Other security vendors and analysts painted a similar picture.

"We're seeing a big escalation of attacks targeted at e-commerce companies," said Tom Corn, a vice president at Mazu Networks, a Cambridge, Mass.-based vendor of DDoS-mitigation technologies. Many of the attacks involve attempts to extort money from the targeted companies, he said.

The plight of Bellevue, Wash.-based Authorize.Net was a perfect example. The company, which provides payment processing services to more than 100,000 mainly small to midsize online businesses, was the target of intermittent but "large-scale" DDoS attacks that began on Sept. 15, said Authorize.Net's marketing director, David Schwartz. The attacks resulted in periods of "brief disruptions" for Authorize.Net's customers, said Schwartz.

The attacks were launched a few days after company officials refused to give in to an extortionist's demand for "a substantial amount of money," Schwartz said. "It was something that was sent to our general mailbox," he said, adding that the FBI and other law enforcement authorities are investigating the incident.

This isn't the first time Authorize.Net has been targeted by cyberattackers, but the scope is bigger. "We have been attacked in the past, but not on this scale and with such tenacity," Schwartz said.

Jonah Paransky, a senior manager at Cupertino, Calif.-based Symantec, said 16 percent of the attacks against e-commerce sites that the company analyzed were targeted. In the same period last year, just 4 percent of the attacks on e-commerce sites were thought to be aimed at specific sites. The increase suggests "that attackers are turning to where the money is," Paransky said.

A jump in the number of remotely controlled "bot networks" used to launch such attacks is also increasing the seriousness of the threat, Paransky added. Between January and June, the number of bot networks monitored by Symantec rose from fewer than 2,000 to more than 30,000, he said. Malicious hackers also have been getting faster at exploiting new vulnerabilities.

In addition, the attackers are becoming more sophisticated, Corn said. Increasingly, DDoS attacks are being "dynamically monitored" by their creators and modified on the fly in an effort to get around corporate defenses, he said.

The combination is creating havoc for IT managers, said Jon Duren, CTO at IdleAire Technologies, a provider of electrification services at truck stops.

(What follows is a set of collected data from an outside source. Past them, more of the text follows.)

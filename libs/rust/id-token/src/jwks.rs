//! Remote key-set cache with single-flight refresh.
//!
//! Implements a JWKS cache that:
//! - Serves lookups from an atomically swapped snapshot without locking
//! - Refreshes on expiry or on an unknown key id, at most once per cooldown
//! - Prevents thundering herd on refresh using the single-flight pattern

use std::collections::HashMap;
use std::sync::Arc;
use std::time::Duration;

use arc_swap::ArcSwapOption;
use futures::FutureExt;
use futures::future::{BoxFuture, Shared};
use identity_runtime::{Fetcher, HttpConfig, Method, ReqwestTransport, RequestInit, TimeoutGuard};
use identity_runtime::header::{ACCEPT, HeaderMap, HeaderValue};
use jsonwebtoken::DecodingKey;
use serde::{Deserialize, Serialize};
use tokio::sync::Mutex;
use tokio::time::Instant;
use tracing::{debug, info, instrument, warn};

use crate::error::IdTokenError;

/// Default lifetime of a fetched key set.
pub const DEFAULT_JWKS_CACHE_TTL: Duration = Duration::from_secs(600);

/// Default minimum interval between refreshes triggered by unknown key ids.
pub const DEFAULT_JWKS_REFRESH_COOLDOWN: Duration = Duration::from_secs(30);

/// Deadline for a single key-set fetch.
const FETCH_TIMEOUT: Duration = Duration::from_secs(10);

/// JSON Web Key structure.
#[derive(Debug, Clone, Serialize, Deserialize)]
pub struct Jwk {
    /// Key type (RSA, EC)
    pub kty: String,
    /// Key ID
    #[serde(default)]
    pub kid: Option<String>,
    /// Key use (sig, enc)
    #[serde(rename = "use", default)]
    pub key_use: Option<String>,
    /// Algorithm
    #[serde(default)]
    pub alg: Option<String>,
    /// RSA modulus
    #[serde(default)]
    pub n: Option<String>,
    /// RSA exponent
    #[serde(default)]
    pub e: Option<String>,
    /// EC x coordinate
    #[serde(default)]
    pub x: Option<String>,
    /// EC y coordinate
    #[serde(default)]
    pub y: Option<String>,
    /// EC curve
    #[serde(default)]
    pub crv: Option<String>,
}

/// JSON Web Key Set structure.
#[derive(Debug, Clone, Serialize, Deserialize)]
pub struct Jwks {
    /// List of keys
    pub keys: Vec<Jwk>,
}

/// Usable keys from one fetch.
struct KeySet {
    by_kid: HashMap<String, DecodingKey>,
    unnamed: Vec<DecodingKey>,
    fetched_at: Instant,
}

impl KeySet {
    fn from_jwks(jwks: &Jwks) -> Self {
        let mut by_kid = HashMap::new();
        let mut unnamed = Vec::new();
        for jwk in &jwks.keys {
            let Some(key) = jwk_to_decoding_key(jwk) else {
                continue;
            };
            match jwk.kid {
                Some(ref kid) => {
                    by_kid.insert(kid.clone(), key);
                }
                None => unnamed.push(key),
            }
        }
        Self {
            by_kid,
            unnamed,
            fetched_at: Instant::now(),
        }
    }

    fn len(&self) -> usize {
        self.by_kid.len() + self.unnamed.len()
    }

    /// Resolve a key; a token without `kid` matches only a single-key set.
    fn find(&self, kid: Option<&str>) -> Option<DecodingKey> {
        match kid {
            Some(kid) => self.by_kid.get(kid).cloned(),
            None if self.len() == 1 => self
                .by_kid
                .values()
                .chain(self.unnamed.iter())
                .next()
                .cloned(),
            None => None,
        }
    }
}

/// Type alias for the inflight future.
type InflightFuture = Shared<BoxFuture<'static, Result<Arc<KeySet>, IdTokenError>>>;

/// JWKS cache settings.
#[derive(Debug, Clone)]
pub struct JwkCacheConfig {
    /// Key-set URL
    pub jwks_uri: String,
    /// Lifetime of a fetched key set (default: 600s)
    pub ttl: Duration,
    /// Minimum interval between refreshes for unknown key ids (default: 30s)
    pub refresh_cooldown: Duration,
    /// Settings for the HTTP client
    pub http: HttpConfig,
}

impl JwkCacheConfig {
    /// Create settings for `jwks_uri` with default timings.
    #[must_use]
    pub fn new(jwks_uri: impl Into<String>) -> Self {
        Self {
            jwks_uri: jwks_uri.into(),
            ttl: DEFAULT_JWKS_CACHE_TTL,
            refresh_cooldown: DEFAULT_JWKS_REFRESH_COOLDOWN,
            http: HttpConfig::default(),
        }
    }
}

/// JWK cache with lock-free reads and single-flight refresh.
pub struct JwkCache {
    jwks_uri: String,
    ttl: Duration,
    refresh_cooldown: Duration,
    fetcher: Fetcher,
    snapshot: Arc<ArcSwapOption<KeySet>>,
    inflight: Mutex<Option<InflightFuture>>,
}

impl JwkCache {
    /// Creates a new JWK cache. No request is made until a key is needed.
    ///
    /// # Errors
    ///
    /// Returns an error if the HTTP client cannot be built.
    pub fn new(config: JwkCacheConfig) -> Result<Self, IdTokenError> {
        let transport = ReqwestTransport::new(&config.http)
            .map_err(|e| IdTokenError::key_set(format!("Failed to create HTTP client: {e}")))?;

        Ok(Self {
            jwks_uri: config.jwks_uri,
            ttl: config.ttl,
            refresh_cooldown: config.refresh_cooldown,
            fetcher: Fetcher::new(Arc::new(transport), TimeoutGuard::new(FETCH_TIMEOUT)),
            snapshot: Arc::new(ArcSwapOption::empty()),
            inflight: Mutex::new(None),
        })
    }

    /// Key-set URL.
    #[must_use]
    pub fn jwks_uri(&self) -> &str {
        &self.jwks_uri
    }

    /// Gets a decoding key by key ID, refreshing the key set when needed.
    ///
    /// # Errors
    ///
    /// Returns [`IdTokenError::KeyNotFound`] if no usable key matches, or
    /// [`IdTokenError::KeySet`] if the key set could not be fetched.
    #[instrument(skip(self))]
    pub async fn get_key(&self, kid: Option<&str>) -> Result<DecodingKey, IdTokenError> {
        let not_found = || IdTokenError::KeyNotFound {
            kid: kid.unwrap_or("(none)").to_string(),
        };

        if let Some(set) = self.snapshot.load_full() {
            let age = set.fetched_at.elapsed();
            if age < self.ttl {
                if let Some(key) = set.find(kid) {
                    return Ok(key);
                }
                if age < self.refresh_cooldown {
                    debug!("Unknown key id within refresh cooldown");
                    return Err(not_found());
                }
            }
        }

        let set = self.refresh_single_flight().await?;
        set.find(kid).ok_or_else(not_found)
    }

    /// Checks if the cached key set is missing or expired.
    #[must_use]
    pub fn is_stale(&self) -> bool {
        self.snapshot
            .load_full()
            .is_none_or(|set| set.fetched_at.elapsed() >= self.ttl)
    }

    /// Number of usable keys in the current snapshot.
    #[must_use]
    pub fn key_count(&self) -> usize {
        self.snapshot.load_full().map_or(0, |set| set.len())
    }

    /// Discards the snapshot and fetches the key set again.
    ///
    /// # Errors
    ///
    /// Returns an error if the key set could not be fetched.
    pub async fn force_refresh(&self) -> Result<(), IdTokenError> {
        self.snapshot.store(None);
        self.refresh_single_flight().await.map(|_| ())
    }

    /// Refreshes the key set using the single-flight pattern.
    ///
    /// Only one HTTP request will be made even if multiple concurrent
    /// callers request a refresh simultaneously.
    async fn refresh_single_flight(&self) -> Result<Arc<KeySet>, IdTokenError> {
        let mut inflight_guard = self.inflight.lock().await;

        if let Some(fut) = inflight_guard.as_ref().filter(|fut| fut.peek().is_none()) {
            let fut = fut.clone();
            drop(inflight_guard);
            return fut.await;
        }

        let url = self.jwks_uri.clone();
        let fetcher = self.fetcher.clone();
        let snapshot = Arc::clone(&self.snapshot);

        let fut: BoxFuture<'static, Result<Arc<KeySet>, IdTokenError>> = Box::pin(async move {
            info!(url = %url, "Fetching JWKS");

            let jwks = fetch_jwks(&fetcher, &url).await?;
            let set = Arc::new(KeySet::from_jwks(&jwks));
            snapshot.store(Some(Arc::clone(&set)));

            info!(keys = set.len(), "JWKS cache updated");
            Ok(set)
        });

        let shared_fut = fut.shared();
        *inflight_guard = Some(shared_fut.clone());
        drop(inflight_guard);

        let result = shared_fut.await;
        self.inflight.lock().await.take();
        result
    }
}

impl std::fmt::Debug for JwkCache {
    fn fmt(&self, f: &mut std::fmt::Formatter<'_>) -> std::fmt::Result {
        f.debug_struct("JwkCache")
            .field("jwks_uri", &self.jwks_uri)
            .field("ttl", &self.ttl)
            .field("refresh_cooldown", &self.refresh_cooldown)
            .field("keys", &self.key_count())
            .finish_non_exhaustive()
    }
}

async fn fetch_jwks(fetcher: &Fetcher, url: &str) -> Result<Jwks, IdTokenError> {
    let mut headers = HeaderMap::new();
    headers.insert(ACCEPT, HeaderValue::from_static("application/json"));
    let init = RequestInit {
        method: Method::GET,
        headers,
        body: None,
    };

    let response = fetcher
        .fetch(url, &init)
        .await
        .map_err(|e| IdTokenError::key_set(format!("Failed to fetch JWKS: {e}")))?;

    if !response.is_success() {
        return Err(IdTokenError::key_set(format!(
            "JWKS fetch failed with status: {}",
            response.status()
        )));
    }

    response
        .json_body()
        .map_err(|e| IdTokenError::key_set(format!("Failed to parse JWKS: {e}")))
}

/// Converts a JWK to a `DecodingKey`, rejecting weak or non-signing keys.
fn jwk_to_decoding_key(jwk: &Jwk) -> Option<DecodingKey> {
    let kid = jwk.kid.as_deref().unwrap_or("(none)");
    if jwk.key_use.as_deref() == Some("enc") {
        debug!(kid = %kid, "Skipping encryption key");
        return None;
    }

    match jwk.kty.as_str() {
        "RSA" => {
            let n = jwk.n.as_ref()?;
            let e = jwk.e.as_ref()?;

            // 2048-bit modulus is 342 base64url characters
            if n.len() < 340 {
                warn!(kid = %kid, "RSA key too small, rejecting");
                return None;
            }

            DecodingKey::from_rsa_components(n, e).ok()
        }
        "EC" => {
            let x = jwk.x.as_ref()?;
            let y = jwk.y.as_ref()?;
            let crv = jwk.crv.as_deref().unwrap_or("P-256");

            if !matches!(crv, "P-256" | "P-384" | "P-521") {
                warn!(kid = %kid, crv = %crv, "Weak EC curve, rejecting");
                return None;
            }

            DecodingKey::from_ec_components(x, y).ok()
        }
        _ => {
            warn!(kty = %jwk.kty, "Unsupported key type");
            None
        }
    }
}

#[cfg(test)]
mod tests {
    use super::*;

    const MODULUS: &str = "xMnv3ILtFYlhnSr9IYnnDZStzIoPwpwTeYiKyBTwwYKlA6EuoB2PWmk-HzQ9z2DYrEaRk5beVp3Yn2N9GOSFj9M06bugBj1ctIFOUHQAZdE6ciOmp6NSrfRALGeg8ZxnhevqOwNoMorTyXUFEEQDnINeB5Ty4jDxq4S8caIftpAP0mDU3GNmZfkaoHxP6PaoDXYy0A40Xqst7s8FJAv1_XULUbOJGaudTKkq9jKsyfnPhwmTVfdzR14yHWYqoDfz4Sf8THqBO2GJCNmRJzTJPIWSmnNx1z2CfCF2kVZa5tnTumMK9Y4hJ1iR2AyVIEGd9ZV4CPHOfxQ_dweS12socw";

    fn rsa(kid: Option<&str>, key_use: Option<&str>, n: &str) -> Jwk {
        Jwk {
            kty: "RSA".to_string(),
            kid: kid.map(str::to_string),
            key_use: key_use.map(str::to_string),
            alg: Some("RS256".to_string()),
            n: Some(n.to_string()),
            e: Some("AQAB".to_string()),
            x: None,
            y: None,
            crv: None,
        }
    }

    #[test]
    fn test_rsa_key_accepted() {
        assert!(jwk_to_decoding_key(&rsa(Some("a"), Some("sig"), MODULUS)).is_some());
    }

    #[test]
    fn test_small_rsa_key_rejected() {
        assert!(jwk_to_decoding_key(&rsa(Some("a"), None, &MODULUS[..200])).is_none());
    }

    #[test]
    fn test_encryption_key_skipped() {
        assert!(jwk_to_decoding_key(&rsa(Some("a"), Some("enc"), MODULUS)).is_none());
    }

    #[test]
    fn test_weak_curve_rejected() {
        let jwk = Jwk {
            kty: "EC".to_string(),
            kid: Some("ec".to_string()),
            key_use: None,
            alg: None,
            n: None,
            e: None,
            x: Some("AAAA".to_string()),
            y: Some("AAAA".to_string()),
            crv: Some("secp256k1".to_string()),
        };
        assert!(jwk_to_decoding_key(&jwk).is_none());
    }

    #[test]
    fn test_unsupported_key_type() {
        let mut jwk = rsa(Some("a"), None, MODULUS);
        jwk.kty = "oct".to_string();
        assert!(jwk_to_decoding_key(&jwk).is_none());
    }

    #[test]
    fn test_kidless_lookup_requires_single_key() {
        let single = KeySet::from_jwks(&Jwks {
            keys: vec![rsa(Some("a"), None, MODULUS)],
        });
        assert!(single.find(None).is_some());
        assert!(single.find(Some("a")).is_some());
        assert!(single.find(Some("b")).is_none());

        let double = KeySet::from_jwks(&Jwks {
            keys: vec![rsa(Some("a"), None, MODULUS), rsa(None, None, MODULUS)],
        });
        assert_eq!(double.len(), 2);
        assert!(double.find(None).is_none());
    }

    #[test]
    fn test_new_cache_is_stale() {
        let cache = JwkCache::new(JwkCacheConfig::new("https://tenant.example.com/.well-known/jwks.json")).unwrap();
        assert!(cache.is_stale());
        assert_eq!(cache.key_count(), 0);
    }
}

Despite his company's best efforts, IdleAire's networks keep getting infected with worms, viruses, adware and spyware "that render machines useless," Duren said. Too much time is being spent fighting a battle "where the enemy grows increasingly intelligent," he said.

Contributing to the problem is the increasingly easy availability on the Internet of tool kits for developing and launching attacks, said David Giambruno, director of strategic infrastructure and security at Pitney Bowes, a US$4.5 billion mail and document management firm in Stamford, Conn. The way those tools simplify the process of launching attacks "scares me to death," Giambruno said.

Extortion schemes that use attacks like the one against Authorize.Net are becoming more common, with banks among the typical targets, said John Pescatore, an analyst at Gartner. "They are definitely targeted, ransom-type attacks, and there's going to be a lot more of them," he said.